We summarized the findings from 6 systematic reviews, which drew upon 14 high-quality primary studies. We did not find evidence that would permit creation of a unique analgesic drug choice/dose guideline specific to acute OVCF pain control: we instead suggest the use of existing general acute analgesia guidelines such as that of WHO [56]. Our review suggests that calcitonin may be effective for moderate to severe pain when oral analgesics have failed to achieve effective pain relief; however, calcitonin is costly compared to other analgesics. Orthoses were found to be effective for interim pain relief and facilitation of early mobilization and have the additional advantage of being potentially available at a low cost; however, evidence was limited to one high-quality trial. Our review found that exercise was effective for initial rehabilitation of OVCF, once acute pain was relieved. However, there was insufficient evidence for increased efficacy through multimodal interventions.

Implications for management of pain due to acute OVCFs in low- and middle-income communities

We conducted this systematic review within the Global Spine Care Initiative, whose mandate is to inform the implementation of evidence-based spine care in underserved and low-income communities worldwide [18].
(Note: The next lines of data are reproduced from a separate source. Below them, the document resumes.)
//! LLM error types.

use thiserror::Error;

/// Errors that can occur when calling a provider API.
#[derive(Debug, Error)]
pub enum LLMError {
    /// HTTP request failed
    #[error("http request failed: {0}")]
    Request(#[from] reqwest::Error),

    /// API returned an error response
    #[error("api error (status {status}): {message}")]
    Api { status: u16, message: String },

    /// Response body could not be decoded
    #[error("unexpected response format: {0}")]
    ResponseFormat(String),

    /// The configured base URL cannot carry an API path
    #[error("invalid base url: {0}")]
    InvalidBaseUrl(String),
}

/// Failures reported by the chat adapter to its caller.
#[derive(Debug, Clone, Error, PartialEq, Eq)]
pub enum ChatError {
    /// The caller supplied insufficient or invalid parameters. No call was made.
    #[error("{0}")]
    InvalidRequest(String),

    /// The provider is recognized but has no client yet.
    #[error("{0}")]
    NotImplemented(String),

    /// The provider call failed.
    #[error("{0}")]
    Provider(String),
}

impl ChatError {
    const FALLBACK_MESSAGE: &'static str = "Failed to process chat request";

    /// Build a provider error, substituting a generic message for an empty one.
    pub fn provider(message: impl Into<String>) -> Self {
        let message = message.into();
        if message.trim().is_empty() {
            ChatError::Provider(Self::FALLBACK_MESSAGE.to_string())
        } else {
            ChatError::Provider(message)
        }
    }

    /// HTTP status used at the `/api/chat` boundary.
    pub fn status_code(&self) -> u16 {
        match self {
            ChatError::InvalidRequest(_) => 400,
            ChatError::NotImplemented(_) => 501,
            ChatError::Provider(_) => 500,
        }
    }

    /// Rebuild an error from a `/api/chat` error response.
    pub fn from_status(status: u16, message: impl Into<String>) -> Self {
        match status {
            400 => ChatError::InvalidRequest(message.into()),
            501 => ChatError::NotImplemented(message.into()),
            _ => ChatError::provider(message),
        }
    }
}

impl From<LLMError> for ChatError {
    fn from(err: LLMError) -> Self {
        ChatError::provider(err.to_string())
    }
}
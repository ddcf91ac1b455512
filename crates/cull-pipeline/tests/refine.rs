//! End-to-end refinement runs against the synthetic engine.
//!
//! The fixtures use hand-picked score ladders so every threshold search has
//! a known landing spot: point `i` of twenty carries an uncertainty of
//! `10 i` and a reprojection error proportional to `i`, and each camera
//! optimization halves all scores.

use anyhow::Result;
use cull_core::{CameraFitMask, PointMetric, SparseCloudEngine, SyntheticChunk};
use cull_pipeline::{optimize_sparse_cloud, FitPreset, RefineConfig, RefinePhase};

fn ladder_chunk(reprojection_scale: f64) -> SyntheticChunk {
    let scores: Vec<(f64, f64)> = (1..=20)
        .map(|i| (10.0 * i as f64, reprojection_scale * i as f64))
        .collect();
    SyntheticChunk::from_scores(&scores, 0.5)
}

#[test]
fn fraction_recipe_runs_all_three_stages() {
    let mut chunk = ladder_chunk(0.4);
    let report = optimize_sparse_cloud(&mut chunk, &RefineConfig::fraction_uncertainty()).unwrap();

    assert_eq!(report.points_initial, 20);
    assert_eq!(report.points_remaining, 13);
    assert_eq!(report.tie_point_accuracy, Some(0.1));

    let phases: Vec<RefinePhase> = report.passes.iter().map(|p| p.phase).collect();
    assert_eq!(
        phases,
        vec![
            RefinePhase::UncertaintyCull,
            RefinePhase::UncertaintyCull,
            RefinePhase::CoarseReprojectionCull,
            RefinePhase::CoarseReprojectionCull,
            RefinePhase::FineReprojectionCull,
            RefinePhase::FineReprojectionCull,
        ]
    );

    let fits: Vec<FitPreset> = report.passes.iter().map(|p| p.fit).collect();
    assert_eq!(
        fits,
        vec![
            FitPreset::Partial,
            FitPreset::Partial,
            FitPreset::Partial,
            FitPreset::Partial,
            FitPreset::Full,
            FitPreset::Full,
        ]
    );

    let deleted: Vec<usize> = report.passes.iter().map(|p| p.points_deleted).collect();
    assert_eq!(deleted, vec![2, 1, 1, 1, 1, 1]);

    assert!(report.passes.iter().all(|p| p.search.converged));
    // The uncertainty searches walk integer thresholds, so their landing
    // spots are exact: two tenths of the cloud sit above 180, and after
    // one cull and relaxation a single point sits above 89.
    assert_eq!(report.passes[0].search.threshold, 180.0);
    assert_eq!(report.passes[1].search.threshold, 89.0);

    // The reprojection thresholds decay through the gates in order.
    let coarse = &report.passes[2].search;
    assert!(coarse.threshold >= 1.0 && coarse.threshold < 1.8);
    let last = &report.passes[5].search;
    assert!(last.threshold < 0.3);

    assert_eq!(chunk.optimize_calls(), 6);
    assert_eq!(chunk.tie_point_accuracy(), Some(0.1));
}

#[test]
fn fixed_recipe_skips_the_gated_loops_on_a_clean_cloud() {
    // Uncertainties of 0.6 i put four points above the fixed threshold of
    // 10; after one relaxation none remain, so the second cull removes
    // nothing. Reprojection errors are small enough that both gated loops
    // are skipped entirely.
    let scores: Vec<(f64, f64)> = (1..=20)
        .map(|i| (0.6 * i as f64, 0.05 * i as f64))
        .collect();
    let mut chunk = SyntheticChunk::from_scores(&scores, 0.5);

    let report = optimize_sparse_cloud(&mut chunk, &RefineConfig::fixed_uncertainty()).unwrap();

    assert_eq!(report.points_initial, 20);
    assert_eq!(report.points_remaining, 16);
    assert_eq!(report.passes.len(), 2);
    assert!(report
        .passes
        .iter()
        .all(|p| p.phase == RefinePhase::UncertaintyCull && p.fit == FitPreset::Partial));
    assert_eq!(report.passes[0].search.threshold, 10.0);
    assert_eq!(report.passes[0].search.iterations, 1);
    assert_eq!(report.passes[0].points_deleted, 4);
    assert_eq!(report.passes[1].points_deleted, 0);
    assert_eq!(report.tie_point_accuracy, Some(0.1));
    assert_eq!(chunk.optimize_calls(), 2);

    // The convergence search that ends the run leaves its selection in
    // place; nothing deletes it once both gates are already satisfied.
    assert_eq!(chunk.selected_point_count().unwrap(), 1);
}

#[test]
fn refinement_fails_cleanly_when_a_search_cannot_converge() {
    // Twenty points share one uncertainty value, so no threshold selects
    // exactly two of them and the fraction search must give up.
    let scores: Vec<(f64, f64)> = (1..=20).map(|i| (100.0, 0.1 * i as f64)).collect();
    let mut chunk = SyntheticChunk::from_scores(&scores, 0.5);

    let mut config = RefineConfig::fraction_uncertainty();
    config.search.max_iterations = 50;

    let err = optimize_sparse_cloud(&mut chunk, &config).unwrap_err();
    assert!(err.to_string().contains("did not converge"));
}

#[test]
fn zero_divisor_is_rejected_before_touching_the_engine() {
    let mut chunk = ladder_chunk(0.4);
    let mut config = RefineConfig::fraction_uncertainty();
    config.reprojection_divisor = 0;

    let err = optimize_sparse_cloud(&mut chunk, &config).unwrap_err();
    assert!(err.to_string().contains("divisor"));
    assert_eq!(chunk.optimize_calls(), 0);
}

/// Engine decorator recording the call sequence the pipeline issues.
#[derive(Debug)]
struct CallLog<E> {
    inner: E,
    calls: Vec<EngineCall>,
}

#[derive(Debug, Clone, PartialEq)]
enum EngineCall {
    Select(PointMetric),
    Delete,
    Optimize(FitPreset),
    SetAccuracy(f64),
}

impl<E: SparseCloudEngine> SparseCloudEngine for CallLog<E> {
    fn total_point_count(&self) -> Result<usize> {
        self.inner.total_point_count()
    }

    fn select_points(&mut self, metric: PointMetric, threshold: f64) -> Result<()> {
        self.calls.push(EngineCall::Select(metric));
        self.inner.select_points(metric, threshold)
    }

    fn selected_point_count(&self) -> Result<usize> {
        self.inner.selected_point_count()
    }

    fn delete_selected_points(&mut self) -> Result<()> {
        self.calls.push(EngineCall::Delete);
        self.inner.delete_selected_points()
    }

    fn optimize_cameras(&mut self, fit: &CameraFitMask) -> Result<()> {
        let preset = if *fit == CameraFitMask::FULL {
            FitPreset::Full
        } else {
            FitPreset::Partial
        };
        self.calls.push(EngineCall::Optimize(preset));
        self.inner.optimize_cameras(fit)
    }

    fn set_tie_point_accuracy(&mut self, accuracy: f64) -> Result<()> {
        self.calls.push(EngineCall::SetAccuracy(accuracy));
        self.inner.set_tie_point_accuracy(accuracy)
    }
}

#[test]
fn engine_sees_the_fixed_stage_order() {
    let mut engine = CallLog {
        inner: ladder_chunk(0.4),
        calls: Vec::new(),
    };
    optimize_sparse_cloud(&mut engine, &RefineConfig::fraction_uncertainty()).unwrap();

    // Exactly one tie-point accuracy override, set to 0.1.
    let accuracy_calls: Vec<usize> = engine
        .calls
        .iter()
        .enumerate()
        .filter_map(|(i, c)| matches!(c, EngineCall::SetAccuracy(_)).then_some(i))
        .collect();
    assert_eq!(accuracy_calls.len(), 1);
    assert_eq!(
        engine.calls[accuracy_calls[0]],
        EngineCall::SetAccuracy(0.1)
    );

    // Partial optimization after each of the four leading culls, full
    // optimization on the fine rounds, in that order.
    let optimizes: Vec<FitPreset> = engine
        .calls
        .iter()
        .filter_map(|c| match c {
            EngineCall::Optimize(p) => Some(*p),
            _ => None,
        })
        .collect();
    assert_eq!(
        optimizes,
        vec![
            FitPreset::Partial,
            FitPreset::Partial,
            FitPreset::Partial,
            FitPreset::Partial,
            FitPreset::Full,
            FitPreset::Full,
        ]
    );

    // No partial optimization may follow the accuracy override.
    assert!(engine.calls[accuracy_calls[0]..]
        .iter()
        .all(|c| !matches!(c, EngineCall::Optimize(FitPreset::Partial))));

    // Every delete is chased by an optimization.
    for (i, call) in engine.calls.iter().enumerate() {
        if *call == EngineCall::Delete {
            assert!(matches!(engine.calls[i + 1], EngineCall::Optimize(_)));
        }
    }

    // The first two culls select on uncertainty, every later one on
    // reprojection error.
    let mut deletes_seen = 0;
    for call in &engine.calls {
        match call {
            EngineCall::Select(metric) => {
                if deletes_seen < 2 {
                    assert_eq!(*metric, PointMetric::ReconstructionUncertainty);
                } else {
                    assert_eq!(*metric, PointMetric::ReprojectionError);
                }
            }
            EngineCall::Delete => deletes_seen += 1,
            _ => {}
        }
    }
}
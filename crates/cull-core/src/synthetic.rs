//! Deterministic synthetic sparse clouds.
//!
//! [`SyntheticChunk`] implements [`SparseCloudEngine`] entirely in memory so
//! the search and pipeline crates can be exercised without a reconstruction
//! engine. Camera optimization is modelled as a uniform relaxation of every
//! quality score; a factor below one makes repeated refinement rounds
//! converge the way a real bundle adjustment tightens a cloud.
//!
//! Score generation avoids RNG crates: samples come from a splitmix64 hash
//! of `(seed, point index, stream)`, which keeps fixtures stable across
//! platforms and library versions.

use anyhow::{bail, ensure, Result};
use serde::{Deserialize, Serialize};

use crate::{CameraFitMask, PointMetric, SparseCloudEngine};

#[derive(Debug, Clone, Copy)]
struct TiePoint {
    uncertainty: f64,
    reprojection_error: f64,
    selected: bool,
}

impl TiePoint {
    fn score(&self, metric: PointMetric) -> f64 {
        match metric {
            PointMetric::ReconstructionUncertainty => self.uncertainty,
            PointMetric::ReprojectionError => self.reprojection_error,
        }
    }
}

/// In-memory sparse cloud with per-point quality scores.
#[derive(Debug, Clone)]
pub struct SyntheticChunk {
    points: Vec<TiePoint>,
    relax_factor: f64,
    tie_point_accuracy: Option<f64>,
    optimize_calls: usize,
}

impl SyntheticChunk {
    /// Build a chunk from explicit `(uncertainty, reprojection error)` score
    /// pairs. Each call to
    /// [`optimize_cameras`](SparseCloudEngine::optimize_cameras) multiplies
    /// every score by `relax_factor`, expected in `(0, 1]`.
    pub fn from_scores(scores: &[(f64, f64)], relax_factor: f64) -> Self {
        let points = scores
            .iter()
            .map(|&(uncertainty, reprojection_error)| TiePoint {
                uncertainty,
                reprojection_error,
                selected: false,
            })
            .collect();
        Self {
            points,
            relax_factor,
            tie_point_accuracy: None,
            optimize_calls: 0,
        }
    }

    /// Number of camera optimizations run so far.
    pub fn optimize_calls(&self) -> usize {
        self.optimize_calls
    }

    /// Tie-point accuracy applied through the engine, if any.
    pub fn tie_point_accuracy(&self) -> Option<f64> {
        self.tie_point_accuracy
    }
}

impl SparseCloudEngine for SyntheticChunk {
    fn total_point_count(&self) -> Result<usize> {
        Ok(self.points.len())
    }

    fn select_points(&mut self, metric: PointMetric, threshold: f64) -> Result<()> {
        if self.points.is_empty() {
            bail!("synthetic chunk has no tie points to select from");
        }
        for point in &mut self.points {
            point.selected = point.score(metric) > threshold;
        }
        Ok(())
    }

    fn selected_point_count(&self) -> Result<usize> {
        Ok(self.points.iter().filter(|p| p.selected).count())
    }

    fn delete_selected_points(&mut self) -> Result<()> {
        if self.points.is_empty() {
            bail!("synthetic chunk has no tie points to delete");
        }
        self.points.retain(|p| !p.selected);
        Ok(())
    }

    fn optimize_cameras(&mut self, _fit: &CameraFitMask) -> Result<()> {
        if self.points.is_empty() {
            bail!("cannot optimize cameras over an empty cloud");
        }
        for point in &mut self.points {
            point.uncertainty *= self.relax_factor;
            point.reprojection_error *= self.relax_factor;
        }
        self.optimize_calls += 1;
        Ok(())
    }

    fn set_tie_point_accuracy(&mut self, accuracy: f64) -> Result<()> {
        self.tie_point_accuracy = Some(accuracy);
        Ok(())
    }
}

/// Serializable description of a synthetic chunk.
///
/// Scores for point `i` are drawn by hash from the given inclusive ranges,
/// so two scenarios with equal fields always build identical chunks.
#[derive(Debug, Clone, PartialEq, Serialize, Deserialize)]
pub struct SyntheticScenario {
    /// Number of tie points in the cloud.
    pub point_count: usize,
    /// Range for reconstruction-uncertainty scores, `[lo, hi]`.
    pub uncertainty_range: [f64; 2],
    /// Range for reprojection-error scores, `[lo, hi]`.
    pub reprojection_range: [f64; 2],
    /// Seed for the score hash.
    pub seed: u64,
    /// Factor applied to every score by each camera optimization.
    pub relax_factor: f64,
}

impl Default for SyntheticScenario {
    fn default() -> Self {
        Self {
            point_count: 20_000,
            uncertainty_range: [0.0, 200.0],
            reprojection_range: [0.0, 2.0],
            seed: 0,
            relax_factor: 0.7,
        }
    }
}

impl SyntheticScenario {
    /// Build the chunk this scenario describes.
    ///
    /// # Errors
    ///
    /// Rejects empty clouds, inverted score ranges, and relaxation factors
    /// outside `(0, 1]`.
    pub fn build(&self) -> Result<SyntheticChunk> {
        ensure!(self.point_count > 0, "scenario needs at least one tie point");
        ensure!(
            self.uncertainty_range[0] <= self.uncertainty_range[1],
            "uncertainty range is inverted: [{}, {}]",
            self.uncertainty_range[0],
            self.uncertainty_range[1]
        );
        ensure!(
            self.reprojection_range[0] <= self.reprojection_range[1],
            "reprojection range is inverted: [{}, {}]",
            self.reprojection_range[0],
            self.reprojection_range[1]
        );
        ensure!(
            self.relax_factor > 0.0 && self.relax_factor <= 1.0,
            "relax factor must lie in (0, 1], got {}",
            self.relax_factor
        );

        let scores: Vec<(f64, f64)> = (0..self.point_count)
            .map(|idx| {
                (
                    sample_in_range(self.seed, idx, 0, self.uncertainty_range),
                    sample_in_range(self.seed, idx, 1, self.reprojection_range),
                )
            })
            .collect();
        Ok(SyntheticChunk::from_scores(&scores, self.relax_factor))
    }
}

fn sample_in_range(seed: u64, point_idx: usize, stream: u64, range: [f64; 2]) -> f64 {
    let key = seed
        ^ (point_idx as u64).wrapping_mul(0x9E37_79B9_7F4A_7C15)
        ^ stream.wrapping_mul(0xBF58_476D_1CE4_E5B9);
    let unit = u64_to_unit_f64(splitmix64(key));
    range[0] + unit * (range[1] - range[0])
}

fn splitmix64(mut x: u64) -> u64 {
    x = x.wrapping_add(0x9E37_79B9_7F4A_7C15);
    let mut z = x;
    z = (z ^ (z >> 30)).wrapping_mul(0xBF58_476D_1CE4_E5B9);
    z = (z ^ (z >> 27)).wrapping_mul(0x94D0_49BB_1331_11EB);
    z ^ (z >> 31)
}

/// Top 53 bits as a double in `[0, 1)`, deterministic across platforms.
fn u64_to_unit_f64(x: u64) -> f64 {
    let mantissa = x >> 11;
    (mantissa as f64) * (1.0 / ((1u64 << 53) as f64))
}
Most patients who present with an acute OVCF do not require hospitalization; exceptions may include spinal instability, neurological impairment, or absence of pain control. There are a discrete set of components needed in any program of care for effective symptom management and rehabilitation of acute OVCFs within the patient’s own community. These components include education; activity regulation; pain control and facilitation of remobilization through analgesic drugs, spinal orthoses and rehabilitative exercises. Provision of a program of care with these components would appear to be at least potentially feasible for many underserved, low and moderate-income communities.

Osteoporosis is a progressive, systemic illness. Alongside fracture symptom control and rehabilitation, it is critically important to address the underlying osteoporosis. In most cases, and even more so in underserved communities, the onset of the first acute OVCF is the first opportunity to diagnose and then manage the underlying condition.

Strengths

Our review has strengths. First, we developed a comprehensive search strategy in consultation with a health sciences librarian, which was peer reviewed by a second librarian to minimize errors. Second, we defined an explicit set of eligibility criteria and developed a standardized screening process to identify relevant systematic reviews. Pairs of trained, independent reviewers used the SIGN criteria to assess internal validity of relevant studies. Finally, we followed best evidence synthesis principles to only synthesize the evidence from primary studies with low risk of bias and minimize bias associated with high risk of bias studies, increasing confidence in the results.

Limitations

Our review has limitations. We only searched the English literature; however, systematic reviews of clinical trials investigating the impact of language restriction found that it does not lead to bias as most large trials are published in English [28, 57]. It is also possible that potentially relevant articles were excluded from our search, given the lack of consistency in terminology for osteoporotic vertebral compression fracture. Third, critical appraisal of systematic reviews may vary between reviewers. However, reviewers were trained in advance and standardized assessment forms were used to minimize potential bias.

Conclusions

Our review informs the development of evidence-based approaches for the non-invasive management of acute pain and recovery of function in adults with acute OVCFs. Since evidence on the effectiveness of analgesic drugs for acute pain in osteoporotic spinal compression fractures is limited, general principles of analgesic use based on the WHO analgesic ladder are recommended. Calcitonin can be considered for refractory pain; however, cost may be an issue. There is a potential role for spinal orthoses for the management of pain and early mobilization for osteoporotic spinal compression fractures. The current literature suggests that exercise can be effective for restoring function and quality of life after an acute OVCFs.